The Brasparts Parish close (Enclos paroissial) is located at Brasparts within  Brittany's Châteaulin arrondissement in north-western France. The church is named the Église paroissial Notre-Dame-et-Saint-Tugen. Building started in 1551, a date which appears over the church's west door. The church is often called the "Église de Brasparts"' and is a listed historical monument since 1914. The church is dedicated to the Virgin Mary and Saint Tugen, the Breton saint, and is for the most part built in the Gothic style. It has a double galleried "léonard" style bell-tower with a conical side tower which contains a stairway to access the bells. The porch has statues of the twelve apostles. The north window of the choir dates to 1543. Two niches in the choir area depict the parish's two saints and protectors, the Virgin Mary and Saint Tujan or Tugan.

The porch
The south porch contains statues of the twelve apostles. It is a mixture of Gothic and Renaissance styles and dates to 1589. An arcade leads to the double doored entrance to the church, the top of the arcade being decorated with a statue of Saint Peter.
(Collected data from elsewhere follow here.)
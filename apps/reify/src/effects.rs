//! # Runtime Effects
//!
//! Effects that only make sense with an async runtime underneath. The core
//! never owns a runtime, so they are registered here on top of the
//! standard tables.

use reify_core::{EffectOutcome, Registries, Term};
use std::time::Duration;
use tracing::debug;

/// Upper bound for a single `SLEEP`, in milliseconds.
pub const MAX_SLEEP_MS: f64 = 3_600_000.0;

/// The standard registries plus the runtime effects.
#[must_use]
pub fn registries() -> Registries {
    let mut registries = Registries::standard();
    registries.effects.define(
        "SLEEP",
        "wait INPUT milliseconds, then return INPUT",
        "time",
        sleep,
    );
    registries
}

/// `SLEEP`: resolves to its input after that many milliseconds.
pub fn sleep(input: &Term) -> EffectOutcome {
    let Some(ms) = input
        .as_number()
        .filter(|ms| (0.0..=MAX_SLEEP_MS).contains(ms))
    else {
        return EffectOutcome::failure(format!(
            "SLEEP expects 0..={} milliseconds, got {}",
            MAX_SLEEP_MS, input
        ));
    };

    EffectOutcome::pending(async move {
        debug!(ms, "sleeping");
        tokio::time::sleep(Duration::from_millis(ms as u64)).await;
        Ok(Term::number(ms))
    })
}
Inside the porch are statues of the apostles and above the doors leading to the church a sculpture of Jesus has him giving a blessing whilst holding a globe in his left hand. In the porch's vaulted ceiling there are various paintings.

The calvary
The 16th-century calvary stands near the church's south porch. On the reverse side of the depiction of the crucified Jesus is an "Ecce Homo" composition and below Saint Michael is depicted slaying the dragon and there is a pietà with the Virgin Mary and two female saints supporting Jesus' body which has been brought down from the cross.

The ossuary
The rectangular building, restored in 1712, has two entrance doors and semicircular window apertures. It was built in the Flamboyant Gothic style. A skeleton and an Ankou decorate the gable.

The master altar
The altar has a large baldachin carried on four Corinthian columns. It is dominated by a large painting depicting Jesus on the cross which dates to 1844. In the painting two adoring angels lean towards Jesus.

The choir
Niches are positioned on either side of the choir and they contain two wooden polychromed statues depicting the patrons of the church, the Virgin Mary in one niche and Saint Tugen in the other. As in usual, Saint Tugen is depicted with a dog. Saint Tugen's protection was valued as a protection against rabies a disease as feared in this period as the plague.

The "Rosary" altar
 Located in the north transept and dating to 1658, the altar's design is attributed to Maurice Le Roux: Four twisted columns decorated with vine leaves, birds, serpents and snails, surround a central panel in which the Virgin Mary is shown handing the rosary to Saint Dominic and Saint Catherine of Sienne. She is surrounded by 15 medallions depicting the mysteries of the rosary. Above this is a triangular pediment containing another panel depicting Saint Joseph with his child Jesus.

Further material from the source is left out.